§ Material provided
mod challenge;
mod detector;
mod error;
mod poll_loop;
mod target_date;
mod text;
mod tracker;
mod verdict;

pub mod config;
pub mod notifier;
pub mod renderer;
pub mod requests;

pub use challenge::{ChallengeGate, ChallengePhrases, DEFAULT_CHALLENGE_PHRASES, GateOutcome};
pub use detector::{
    AvailabilityDetector, DEFAULT_NEGATIVE_KEYWORDS, DateEncoding, UnknownDateEncoding,
};
pub use error::{NotifyError, RenderError};
pub use poll_loop::{CycleOutcome, CycleReport, PollLoop};
pub use target_date::{TargetDate, TargetDateError};
pub use text::visible_text;
pub use tracker::NotificationStateTracker;
pub use verdict::{Verdict, Verdicts};
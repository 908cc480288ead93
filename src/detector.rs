//! Heuristic availability detection over rendered page text.
//!
//! The page's markup is not ours and changes without notice, so detection
//! works on plain text only. Known limitations:
//!
//! - Negative keywords are page-wide. A "sold out" marker anywhere makes every
//!   target Unavailable, including targets that are in fact open. Short
//!   keywords such as "full" also match inside longer words ("helpful").
//! - Every literal, even a numeric one, only counts once the target's month
//!   name is on the page. A calendar showing another month lists the same
//!   day numbers.
//! - A bare day number matches any standalone occurrence of that number on
//!   a page that names the month (prices, counts), so it is the weakest
//!   encoding and is tried last.
//! - Month names are matched as whole words, but "May" and "March" are also
//!   ordinary English ("you may ..."), so for those months the page almost
//!   always looks like it shows the month.
//! - Month names are English only.

use std::fmt;
use std::str::FromStr;

use chrono::{Datelike, Local};

use crate::{ChallengePhrases, TargetDate, Verdict, Verdicts, text::normalize};

pub const DEFAULT_NEGATIVE_KEYWORDS: [&str; 4] = ["sold out", "unavailable", "full", "closed"];

/// A literal way a date may be written on the page.
#[derive(Debug, Clone, Copy, PartialEq, Eq)]
pub enum DateEncoding {
    /// "February 21"
    FullMonthDay,
    /// "Feb 21"
    AbbrevMonthDay,
    /// "2/21"
    Numeric,
    /// "02/21"
    PaddedNumeric,
    /// "2026-02-21", once per year in the detector's window.
    Iso,
    /// "21"
    BareDay,
}

impl DateEncoding {
    pub const ALL: [DateEncoding; 6] = [
        DateEncoding::FullMonthDay,
        DateEncoding::AbbrevMonthDay,
        DateEncoding::Numeric,
        DateEncoding::PaddedNumeric,
        DateEncoding::Iso,
        DateEncoding::BareDay,
    ];

    /// Parses a comma separated list such as `full,numeric,day`.
    pub fn parse_list(list: &str) -> Result<Vec<Self>, UnknownDateEncoding> {
        list.split(',')
            .map(str::trim)
            .filter(|entry| !entry.is_empty())
            .map(str::parse)
            .collect()
    }

    fn render(self, date: TargetDate, years: &[i32], out: &mut Vec<String>) {
        let (month, day) = (date.month(), date.day());
        match self {
            DateEncoding::FullMonthDay => out.push(format!("{} {day}", date.month_name())),
            DateEncoding::AbbrevMonthDay => out.push(format!("{} {day}", date.month_abbrev())),
            DateEncoding::Numeric => out.push(format!("{month}/{day}")),
            DateEncoding::PaddedNumeric => out.push(format!("{month:02}/{day:02}")),
            DateEncoding::Iso => out.extend(
                years
                    .iter()
                    .filter_map(|year| date.in_year(*year))
                    .map(|full| full.format("%Y-%m-%d").to_string()),
            ),
            DateEncoding::BareDay => out.push(day.to_string()),
        }
    }
}

#[derive(Debug, Clone, PartialEq, Eq, thiserror::Error)]
#[error("unknown date format `{0}` (expected full, abbrev, numeric, padded, iso or day)")]
pub struct UnknownDateEncoding(String);

impl FromStr for DateEncoding {
    type Err = UnknownDateEncoding;

    fn from_str(s: &str) -> Result<Self, Self::Err> {
        match s.trim().to_lowercase().as_str() {
            "full" => Ok(DateEncoding::FullMonthDay),
            "abbrev" => Ok(DateEncoding::AbbrevMonthDay),
            "numeric" => Ok(DateEncoding::Numeric),
            "padded" => Ok(DateEncoding::PaddedNumeric),
            "iso" => Ok(DateEncoding::Iso),
            "day" => Ok(DateEncoding::BareDay),
            _ => Err(UnknownDateEncoding(s.to_string())),
        }
    }
}

impl fmt::Display for DateEncoding {
    fn fmt(&self, f: &mut fmt::Formatter<'_>) -> fmt::Result {
        let name = match self {
            DateEncoding::FullMonthDay => "full",
            DateEncoding::AbbrevMonthDay => "abbrev",
            DateEncoding::Numeric => "numeric",
            DateEncoding::PaddedNumeric => "padded",
            DateEncoding::Iso => "iso",
            DateEncoding::BareDay => "day",
        };
        f.write_str(name)
    }
}

/// Decides per target date whether the page shows it as purchasable.
#[derive(Debug, Clone)]
pub struct AvailabilityDetector {
    challenge: ChallengePhrases,
    negative_keywords: Vec<String>,
    encodings: Vec<DateEncoding>,
    years: Vec<i32>,
}

impl Default for AvailabilityDetector {
    fn default() -> Self {
        let this_year = Local::now().year();
        Self {
            challenge: ChallengePhrases::default(),
            negative_keywords: DEFAULT_NEGATIVE_KEYWORDS.map(String::from).to_vec(),
            encodings: DateEncoding::ALL.to_vec(),
            years: vec![this_year, this_year + 1],
        }
    }
}

impl AvailabilityDetector {
    pub fn with_challenge_phrases(mut self, challenge: ChallengePhrases) -> Self {
        self.challenge = challenge;
        self
    }

    pub fn with_negative_keywords<I, S>(mut self, keywords: I) -> Self
    where
        I: IntoIterator<Item = S>,
        S: AsRef<str>,
    {
        self.negative_keywords = keywords
            .into_iter()
            .map(|keyword| normalize(keyword.as_ref()))
            .filter(|keyword| !keyword.is_empty())
            .collect();
        self
    }

    /// Encodings to try, in order. The first one found on the page wins.
    pub fn with_encodings(mut self, encodings: Vec<DateEncoding>) -> Self {
        self.encodings = encodings;
        self
    }

    /// Years used for the ISO encoding.
    pub fn with_years(mut self, years: Vec<i32>) -> Self {
        self.years = years;
        self
    }

    pub fn evaluate(&self, rendered_text: &str, date: TargetDate) -> Verdict {
        self.evaluate_normalized(&normalize(rendered_text), date)
    }

    /// Evaluates every target against one text. No text means no signal.
    pub fn evaluate_all(&self, rendered_text: Option<&str>, targets: &[TargetDate]) -> Verdicts {
        let Some(text) = rendered_text else {
            return Verdicts::uniform(targets, Verdict::Indeterminate);
        };
        let text = normalize(text);
        targets
            .iter()
            .map(|date| (*date, self.evaluate_normalized(&text, *date)))
            .collect()
    }

    /// The literal encodings tried for `date`, lowercased, in order.
    pub fn encodings_for(&self, date: TargetDate) -> Vec<String> {
        let mut out = Vec::new();
        for encoding in &self.encodings {
            encoding.render(date, &self.years, &mut out);
        }
        out.iter().map(|literal| literal.to_lowercase()).collect()
    }

    fn evaluate_normalized(&self, text: &str, date: TargetDate) -> Verdict {
        if self.challenge.matches_normalized(text) {
            return Verdict::Indeterminate;
        }
        if self
            .negative_keywords
            .iter()
            .any(|keyword| text.contains(keyword.as_str()))
        {
            return Verdict::Unavailable;
        }
        // A literal only counts on a page that renders the date's month.
        let month_rendered = contains_literal(text, &date.month_name().to_lowercase());
        if !month_rendered {
            return Verdict::Unavailable;
        }
        if self
            .encodings_for(date)
            .iter()
            .any(|literal| contains_literal(text, literal))
        {
            return Verdict::Available;
        }
        Verdict::Indeterminate
    }
}

/// Substring search that will not split a number or a word: a literal whose
/// first (or last) character is a digit or letter must not touch another
/// character of the same kind on that side.
fn contains_literal(text: &str, literal: &str) -> bool {
    if literal.is_empty() {
        return false;
    }
    let same_kind = |a: char, b: char| {
        (a.is_ascii_digit() && b.is_ascii_digit()) || (a.is_alphabetic() && b.is_alphabetic())
    };
    let (Some(first), Some(last)) = (literal.chars().next(), literal.chars().next_back()) else {
        return false;
    };

    text.match_indices(literal).any(|(start, _)| {
        let end = start + literal.len();
        let joined_before = text[..start]
            .chars()
            .next_back()
            .is_some_and(|c| same_kind(c, first));
        let joined_after = text[end..].chars().next().is_some_and(|c| same_kind(c, last));
        !joined_before && !joined_after
    })
}
#![allow(dead_code)]

use std::collections::VecDeque;
use std::sync::{Arc, Mutex};
use std::time::Duration;

use async_trait::async_trait;
use slotwatch::{
    NotifyError, RenderError, TargetDate, Verdicts, notifier::Notifier, renderer::PageRenderer,
};

pub const CHALLENGE: &str = "Just a moment...\nChecking your browser before accessing the site.";

pub fn date(s: &str) -> TargetDate {
    s.parse().unwrap()
}

pub enum Fetch {
    Text(&'static str),
    Fail,
    Hang,
}

#[derive(Default)]
pub struct PageState {
    fetches: VecDeque<Fetch>,
    resamples: VecDeque<&'static str>,
    current: String,
    pub fetch_count: usize,
    pub resample_count: usize,
    pub released: bool,
}

/// Renderer driven by a script. Fetches and resamples pop their queues; once
/// a queue is empty the last page text is served again.
#[derive(Clone, Default)]
pub struct FakeRenderer {
    state: Arc<Mutex<PageState>>,
}

impl FakeRenderer {
    pub fn new(fetches: Vec<Fetch>) -> Self {
        let renderer = Self::default();
        renderer.state.lock().unwrap().fetches = fetches.into();
        renderer
    }

    pub fn with_resamples(self, resamples: Vec<&'static str>) -> Self {
        self.state.lock().unwrap().resamples = resamples.into();
        self
    }

    pub fn state(&self) -> std::sync::MutexGuard<'_, PageState> {
        self.state.lock().unwrap()
    }

    /// `None` means the fetch never completes.
    fn next_fetch(&self) -> Option<Result<String, RenderError>> {
        let mut state = self.state.lock().unwrap();
        state.fetch_count += 1;
        match state.fetches.pop_front() {
            Some(Fetch::Text(text)) => {
                state.current = text.to_string();
                Some(Ok(state.current.clone()))
            }
            Some(Fetch::Fail) => Some(Err(RenderError::Timeout(Duration::from_secs(30)))),
            Some(Fetch::Hang) => None,
            None => Some(Ok(state.current.clone())),
        }
    }
}

#[async_trait]
impl PageRenderer for FakeRenderer {
    async fn fetch_rendered_text(&mut self) -> Result<String, RenderError> {
        match self.next_fetch() {
            Some(result) => result,
            None => std::future::pending().await,
        }
    }

    async fn resample_text(&mut self) -> Result<String, RenderError> {
        let mut state = self.state.lock().unwrap();
        state.resample_count += 1;
        if let Some(text) = state.resamples.pop_front() {
            state.current = text.to_string();
        }
        Ok(state.current.clone())
    }

    async fn release(&mut self) -> Result<(), RenderError> {
        self.state.lock().unwrap().released = true;
        Ok(())
    }
}

/// Records every notification; optionally rejects them all.
#[derive(Clone, Default)]
pub struct RecordingNotifier {
    calls: Arc<Mutex<Vec<Vec<TargetDate>>>>,
    failing: bool,
}

impl RecordingNotifier {
    pub fn failing() -> Self {
        Self {
            failing: true,
            ..Self::default()
        }
    }

    pub fn calls(&self) -> Vec<Vec<TargetDate>> {
        self.calls.lock().unwrap().clone()
    }
}

#[async_trait]
impl Notifier for RecordingNotifier {
    async fn notify(
        &self,
        newly_available: &[TargetDate],
        _verdicts: &Verdicts,
    ) -> Result<(), NotifyError> {
        self.calls.lock().unwrap().push(newly_available.to_vec());
        if self.failing {
            return Err(NotifyError::Rejected {
                status: reqwest::StatusCode::BAD_GATEWAY,
                body: "webhook down".to_string(),
            });
        }
        Ok(())
    }
}
use std::time::Duration;

use log::{debug, info, warn};
use tokio::time::{Instant, sleep, timeout};
use tokio_util::sync::CancellationToken;

use crate::{renderer::PageRenderer, text::normalize};

pub const DEFAULT_CHALLENGE_PHRASES: [&str; 5] = [
    "just a moment",
    "checking your browser",
    "verifying you are human",
    "needs to review the security of your connection",
    "enable javascript and cookies to continue",
];

/// Phrases that mark an anti-automation interstitial.
#[derive(Debug, Clone, PartialEq, Eq)]
pub struct ChallengePhrases {
    phrases: Vec<String>,
}

impl ChallengePhrases {
    pub fn new<I, S>(phrases: I) -> Self
    where
        I: IntoIterator<Item = S>,
        S: AsRef<str>,
    {
        let phrases = phrases
            .into_iter()
            .map(|phrase| normalize(phrase.as_ref()))
            .filter(|phrase| !phrase.is_empty())
            .collect();
        Self { phrases }
    }

    pub fn matches(&self, text: &str) -> bool {
        self.matches_normalized(&normalize(text))
    }

    /// `text` must already be lowercased with whitespace collapsed.
    pub(crate) fn matches_normalized(&self, text: &str) -> bool {
        self.phrases.iter().any(|phrase| text.contains(phrase.as_str()))
    }
}

impl Default for ChallengePhrases {
    fn default() -> Self {
        Self::new(DEFAULT_CHALLENGE_PHRASES)
    }
}

#[derive(Debug, Clone, PartialEq, Eq)]
pub enum GateOutcome {
    /// The carried text no longer shows the challenge.
    Passed(String),
    /// The budget ran out; carries the last sample obtained.
    TimedOut(String),
    Cancelled,
}

impl GateOutcome {
    pub fn into_text(self) -> Option<String> {
        match self {
            GateOutcome::Passed(text) | GateOutcome::TimedOut(text) => Some(text),
            GateOutcome::Cancelled => None,
        }
    }
}

/// Waits out an anti-automation interstitial with a hard deadline.
#[derive(Debug, Clone)]
pub struct ChallengeGate {
    phrases: ChallengePhrases,
    poll_interval: Duration,
    timeout: Duration,
    settle_delay: Duration,
}

impl Default for ChallengeGate {
    fn default() -> Self {
        Self {
            phrases: ChallengePhrases::default(),
            poll_interval: Duration::from_secs(2),
            timeout: Duration::from_secs(60),
            settle_delay: Duration::from_secs(3),
        }
    }
}

impl ChallengeGate {
    pub fn new(phrases: ChallengePhrases) -> Self {
        Self {
            phrases,
            ..Self::default()
        }
    }

    pub fn with_poll_interval(mut self, poll_interval: Duration) -> Self {
        self.poll_interval = poll_interval;
        self
    }

    pub fn with_timeout(mut self, timeout: Duration) -> Self {
        self.timeout = timeout;
        self
    }

    /// Pause after a challenge clears, before the final sample is taken.
    pub fn with_settle_delay(mut self, settle_delay: Duration) -> Self {
        self.settle_delay = settle_delay;
        self
    }

    /// Re-samples `renderer` until its text stops looking like a challenge.
    ///
    /// `initial` is checked first; a clean initial sample passes without any
    /// polling. Sampling failures are skipped, never returned.
    pub async fn await_passage<R>(
        &self,
        renderer: &mut R,
        initial: String,
        cancel: &CancellationToken,
    ) -> GateOutcome
    where
        R: PageRenderer + ?Sized,
    {
        if !self.phrases.matches(&initial) {
            return GateOutcome::Passed(initial);
        }

        info!("Challenge page detected, waiting up to {:?}", self.timeout);
        let started = Instant::now();
        let deadline = started + self.timeout;
        let mut last = initial;

        loop {
            let now = Instant::now();
            if now >= deadline {
                warn!("Challenge still present after {:?}", self.timeout);
                return GateOutcome::TimedOut(last);
            }

            tokio::select! {
                biased;
                _ = cancel.cancelled() => return GateOutcome::Cancelled,
                _ = sleep(self.poll_interval.min(deadline - now)) => {}
            }

            let remaining = deadline.saturating_duration_since(Instant::now());
            if remaining.is_zero() {
                continue;
            }

            let sample = tokio::select! {
                biased;
                _ = cancel.cancelled() => return GateOutcome::Cancelled,
                sample = timeout(remaining, renderer.resample_text()) => sample,
            };
            match sample {
                Ok(Ok(text)) if self.phrases.matches(&text) => {
                    debug!("Still challenged after {:?}", started.elapsed());
                    last = text;
                }
                Ok(Ok(text)) => {
                    info!("Challenge passed after {:?}", started.elapsed());
                    return self.settle(renderer, text, cancel).await;
                }
                Ok(Err(e)) => debug!("Challenge sample failed: {e}"),
                Err(_) => debug!("Challenge sample timed out"),
            }
        }
    }

    async fn settle<R>(
        &self,
        renderer: &mut R,
        passed: String,
        cancel: &CancellationToken,
    ) -> GateOutcome
    where
        R: PageRenderer + ?Sized,
    {
        if self.settle_delay.is_zero() {
            return GateOutcome::Passed(passed);
        }

        tokio::select! {
            biased;
            _ = cancel.cancelled() => return GateOutcome::Cancelled,
            _ = sleep(self.settle_delay) => {}
        }

        let sample = tokio::select! {
            biased;
            _ = cancel.cancelled() => return GateOutcome::Cancelled,
            sample = timeout(self.timeout, renderer.resample_text()) => sample,
        };
        match sample {
            Ok(Ok(text)) if !self.phrases.matches(&text) => GateOutcome::Passed(text),
            Ok(Ok(_)) => GateOutcome::Passed(passed),
            Ok(Err(e)) => {
                debug!("Settled sample failed, keeping the passing one: {e}");
                GateOutcome::Passed(passed)
            }
            Err(_) => GateOutcome::Passed(passed),
        }
    }
}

§ Your instructions
Go through the listing above and report how many of its lines contain the word "PageState", with only the number as output.

§ Answer to this task
3